[PYTHON] Ensemble learning and basket analysis

Chapters 7 and 8 of Practical Machine Learning System were close to what I wanted to do, so I summarized them quickly. (No formulas and codes, just an overview) I didn't write the association rule mining because there was a beautifully organized material. (Reference at the bottom)

Ensemble learning

Ensemble learning is the process of fusing multiple individually learned learners to improve generalization ability (prediction ability for unlearned data) and create one learner.

As a feature, each learner can be considered as a new feature quantity, and a new combination method is learned based on the training data.

As the saying goes, ** 3 people are the wisdom of Manjushri **. Discrimination ability improves by increasing the number of learners. Ensemble learning has the advantages of simplicity (just prepare multiple learning devices) and versatility (applicable to any learning device) in addition to high discrimination ability.

For that purpose, it is necessary to adjust the weight of each learner. (It is rare that the weights of all learners are uniform).

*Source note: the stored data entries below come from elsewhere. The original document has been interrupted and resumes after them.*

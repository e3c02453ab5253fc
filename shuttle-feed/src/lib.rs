//! Live shuttle position and stop ETAs, pushed over a WebSocket.

mod config;
mod errors;
mod message;
mod state;
mod subscription;

pub use config::{FeedConfig, DEFAULT_ENDPOINT};
pub use errors::FeedError;
pub use message::{decode, encode, BusPosition, FeedMessage};
pub use state::{ShuttleState, KNOWN_STOPS, LOADING};
pub use subscription::{Endpoint, Subscription};
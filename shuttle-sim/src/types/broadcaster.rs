use std::{net::TcpStream, sync::Mutex, time::Duration};

use logger::{Color, Logger};
use tungstenite::{Message, WebSocket};

use super::sim_error::SimError;

const WRITE_TIMEOUT_SECS: u64 = 2;
const HANDSHAKE_TIMEOUT_SECS: u64 = 2;

/// Connected feed clients. Every snapshot goes to all of them.
pub struct Broadcaster {
    clients: Mutex<Vec<WebSocket<TcpStream>>>,
    logger: Logger,
}

impl Broadcaster {
    pub fn new(logger: Logger) -> Self {
        Self {
            clients: Mutex::new(Vec::new()),
            logger,
        }
    }

    /// Upgrades a fresh connection and adds it to the audience.
    ///
    /// A client that does not finish the upgrade within
    /// `HANDSHAKE_TIMEOUT_SECS` is dropped, so silent connections cannot hold
    /// a handshake worker.
    pub fn register(&self, stream: TcpStream) -> Result<(), SimError> {
        let peer = stream
            .peer_addr()
            .map(|addr| addr.to_string())
            .unwrap_or_else(|_| "unknown peer".to_string());
        let _ = stream.set_write_timeout(Some(Duration::from_secs(WRITE_TIMEOUT_SECS)));
        let _ = stream.set_read_timeout(Some(Duration::from_secs(HANDSHAKE_TIMEOUT_SECS)));

        match tungstenite::accept(stream) {
            Ok(socket) => {
                // Clients are only written to once subscribed.
                let _ = socket.get_ref().set_read_timeout(None);
                self.clients
                    .lock()
                    .map_err(|_| SimError::LockError("clients".to_string()))?
                    .push(socket);
                let _ = self
                    .logger
                    .info(&format!("Client {} subscribed", peer), Color::Green, true);
            }
            Err(e) => {
                let _ = self
                    .logger
                    .warn(&format!("Handshake with {} failed: {}", peer, e), true);
            }
        }
        Ok(())
    }

    /// Sends `text` to every client, dropping the ones that fail. Returns how
    /// many clients received it.
    pub fn broadcast(&self, text: &str) -> Result<usize, SimError> {
        let mut clients = self
            .clients
            .lock()
            .map_err(|_| SimError::LockError("clients".to_string()))?;

        let before = clients.len();
        clients.retain_mut(|socket| socket.send(Message::text(text)).is_ok());

        let dropped = before - clients.len();
        if dropped > 0 {
            let _ = self
                .logger
                .info(&format!("Dropped {} client(s)", dropped), Color::Yellow, true);
        }
        Ok(clients.len())
    }
}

That is, the value obtained by adding all the products of the ratings predicted by each learner and the determined weights is adopted as the final predicted rating. (Weighted average) The optimal ** weight ** is learned from the data.

Figure (like a multi-learner version of a neural network)

It was also included in Python's Scikit-Learn. 1.9. Ensemble methods — scikit-learn 0.15.2 documentation

Typical ensemble learning algorithm

Bagging, Bootstrap Aggregating

How it works
Feature
Feature

[Random Forest](http://ibisforest.org/index.php?%E3%83%A9%E3%83%B3%E3%83%80%E3%83%A0%E3%83% 95% E3% 82% A9% E3% 83% AC% E3% 82% B9% E3% 83% 88)

How it works
Feature

[Boosting](http://ibisforest.org/index.php?%E3%83%96%E3%83%BC%E3%82%B9%E3%83%86%E3%82%A3 % E3% 83% B3% E3% 82% B0)

How it works
Method

Basket analysis

Another analytical method for learning recommender systems. The data handled by the basket analysis is only about which items were purchased together, and does not require information such as whether or not you like the item. (Item-based pockets in collaborative filtering)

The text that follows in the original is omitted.